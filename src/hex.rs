// Rust Coin Address Library
// Written by
//   The coinaddr developers
//
// To the extent possible under law, the author(s) have dedicated all
// copyright and related and neighboring rights to this software to
// the public domain worldwide. This software is distributed without
// any warranty.
//
// You should have received a copy of the CC0 Public Domain Dedication
// along with this software.
// If not, see <http://creativecommons.org/publicdomain/zero/1.0/>.
//

//! Hex Encoding and Decoding
//!
//! Thin traits over the `hex-conservative` crate re-exported by `bitcoin`,
//! so callers do not have to name the crate version.

use std::fmt;

use bitcoin::hex::DisplayHex;

pub use bitcoin::hex::HexToBytesError;

/// Trait for objects that can be serialized as hex strings.
pub trait ToHex {
    /// Converts to a lower case hexadecimal representation of the object.
    fn to_hex(&self) -> String;
}

/// Trait for objects that can be deserialized from hex strings.
pub trait FromHex: Sized {
    /// Error returned by [`FromHex::from_hex`].
    type Err;

    /// Produces an object from a hex string.
    fn from_hex(s: &str) -> Result<Self, Self::Err>;
}

impl ToHex for [u8] {
    fn to_hex(&self) -> String {
        self.to_lower_hex_string()
    }
}

impl FromHex for Vec<u8> {
    type Err = HexToBytesError;

    /// Accepts upper and lower case digits. The input must have an even length.
    fn from_hex(s: &str) -> Result<Self, Self::Err> {
        bitcoin::hex::FromHex::from_hex(s)
    }
}

/// Outputs `data` as lower case hex into a formatter, honouring its width (zero padded on
/// the left) and precision (number of digits).
pub fn format_hex(data: &[u8], f: &mut fmt::Formatter) -> fmt::Result {
    let prec = f.precision().unwrap_or(2 * data.len());
    let width = f.width().unwrap_or(2 * data.len());
    for _ in (2 * data.len())..width {
        f.write_str("0")?;
    }
    for ch in data.iter().take(prec / 2) {
        write!(f, "{:02x}", *ch)?;
    }
    if prec < 2 * data.len() && prec % 2 == 1 {
        write!(f, "{:x}", data[prec / 2] / 16)?;
    }
    Ok(())
}

/// Returns the value of every nibble of `data`, most significant first.
pub fn nibbles(data: &[u8]) -> impl Iterator<Item = u8> + '_ {
    data.iter().flat_map(|&b| [b >> 4, b & 0x0f])
}

#[cfg(test)]
mod tests {
    use super::*;

    #[test]
    fn hex_roundtrip() {
        let expected = "0123456789abcdef";
        let expected_up = "0123456789ABCDEF";

        let parse: Vec<u8> = FromHex::from_hex(expected).expect("parse lowercase string");
        assert_eq!(parse, vec![0x01, 0x23, 0x45, 0x67, 0x89, 0xab, 0xcd, 0xef]);
        assert_eq!(parse.to_hex(), expected);

        let parse: Vec<u8> = FromHex::from_hex(expected_up).expect("parse uppercase string");
        assert_eq!(parse.to_hex(), expected);
    }

    #[test]
    fn hex_truncate() {
        struct HexBytes(Vec<u8>);
        impl fmt::LowerHex for HexBytes {
            fn fmt(&self, f: &mut fmt::Formatter) -> fmt::Result {
                format_hex(&self.0, f)
            }
        }

        let bytes = HexBytes(vec![1u8, 2, 3, 4, 5, 6, 7, 8, 9, 10]);

        assert_eq!(format!("{:x}", bytes), "0102030405060708090a");
        for i in 0..20 {
            assert_eq!(format!("{:.prec$x}", bytes, prec = i), &"0102030405060708090a"[0..i]);
        }
        assert_eq!(format!("{:25x}", bytes), "000000102030405060708090a");
    }

    #[test]
    fn hex_error() {
        assert!(<Vec<u8> as FromHex>::from_hex("123").is_err());
        assert!(<Vec<u8> as FromHex>::from_hex("0g").is_err());
        assert!(<Vec<u8> as FromHex>::from_hex("").unwrap().is_empty());
    }

    #[test]
    fn nibble_order() {
        assert_eq!(nibbles(&[0xab, 0x01]).collect::<Vec<_>>(), vec![0xa, 0xb, 0x0, 0x1]);
    }
}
§
Word for word, restate each record in the listing.

filename src/hex.rs
// Rust Coin Address Library
// Written by
//   The coinaddr developers
//
// To the extent possible under law, the author(s) have dedicated all
// copyright and related and neighboring rights to this software to
// the public domain worldwide. This software is distributed without
// any warranty.
//
// You should have received a copy of the CC0 Public Domain Dedication
// along with this software.
// If not, see <http://creativecommons.org/publicdomain/zero/1.0/>.
//

//! Hex Encoding and Decoding
//!
//! Thin traits over the `hex-conservative` crate re-exported by `bitcoin`,
//! so callers do not have to name the crate version.

use std::fmt;

use bitcoin::hex::DisplayHex;

pub use bitcoin::hex::HexToBytesError;

/// Trait for objects that can be serialized as hex strings.
pub trait ToHex {
    /// Converts to a lower case hexadecimal representation of the object.
    fn to_hex(&self) -> String;
}

/// Trait for objects that can be deserialized from hex strings.
pub trait FromHex: Sized {
    /// Error returned by [`FromHex::from_hex`].
    type Err;

    /// Produces an object from a hex string.
    fn from_hex(s: &str) -> Result<Self, Self::Err>;
}

impl ToHex for [u8] {
    fn to_hex(&self) -> String {
        self.to_lower_hex_string()
    }
}

impl FromHex for Vec<u8> {
    type Err = HexToBytesError;

    /// Accepts upper and lower case digits. The input must have an even length.
    fn from_hex(s: &str) -> Result<Self, Self::Err> {
        bitcoin::hex::FromHex::from_hex(s)
    }
}

/// Outputs `data` as lower case hex into a formatter, honouring its width (zero padded on
/// the left) and precision (number of digits).
pub fn format_hex(data: &[u8], f: &mut fmt::Formatter) -> fmt::Result {
    let prec = f.precision().unwrap_or(2 * data.len());
    let width = f.width().unwrap_or(2 * data.len());
    for _ in (2 * data.len())..width {
        f.write_str("0")?;
    }
    for ch in data.iter().take(prec / 2) {
        write!(f, "{:02x}", *ch)?;
    }
    if prec < 2 * data.len() && prec % 2 == 1 {
        write!(f, "{:x}", data[prec / 2] / 16)?;
    }
    Ok(())
}

/// Returns the value of every nibble of `data`, most significant first.
pub fn nibbles(data: &[u8]) -> impl Iterator<Item = u8> + '_ {
    data.iter().flat_map(|&b| [b >> 4, b & 0x0f])
}

#[cfg(test)]
mod tests {
    use super::*;

    #[test]
    fn hex_roundtrip() {
        let expected = "0123456789abcdef";
        let expected_up = "0123456789ABCDEF";

        let parse: Vec<u8> = FromHex::from_hex(expected).expect("parse lowercase string");
        assert_eq!(parse, vec![0x01, 0x23, 0x45, 0x67, 0x89, 0xab, 0xcd, 0xef]);
        assert_eq!(parse.to_hex(), expected);

        let parse: Vec<u8> = FromHex::from_hex(expected_up).expect("parse uppercase string");
        assert_eq!(parse.to_hex(), expected);
    }

    #[test]
    fn hex_truncate() {
        struct HexBytes(Vec<u8>);
        impl fmt::LowerHex for HexBytes {
            fn fmt(&self, f: &mut fmt::Formatter) -> fmt::Result {
                format_hex(&self.0, f)
            }
        }

        let bytes = HexBytes(vec![1u8, 2, 3, 4, 5, 6, 7, 8, 9, 10]);

        assert_eq!(format!("{:x}", bytes), "0102030405060708090a");
        for i in 0..20 {
            assert_eq!(format!("{:.prec$x}", bytes, prec = i), &"0102030405060708090a"[0..i]);
        }
        assert_eq!(format!("{:25x}", bytes), "000000102030405060708090a");
    }

    #[test]
    fn hex_error() {
        assert!(<Vec<u8> as FromHex>::from_hex("123").is_err());
        assert!(<Vec<u8> as FromHex>::from_hex("0g").is_err());
        assert!(<Vec<u8> as FromHex>::from_hex("").unwrap().is_empty());
    }

    #[test]
    fn nibble_order() {
        assert_eq!(nibbles(&[0xab, 0x01]).collect::<Vec<_>>(), vec![0xa, 0xb, 0x0, 0x1]);
    }
}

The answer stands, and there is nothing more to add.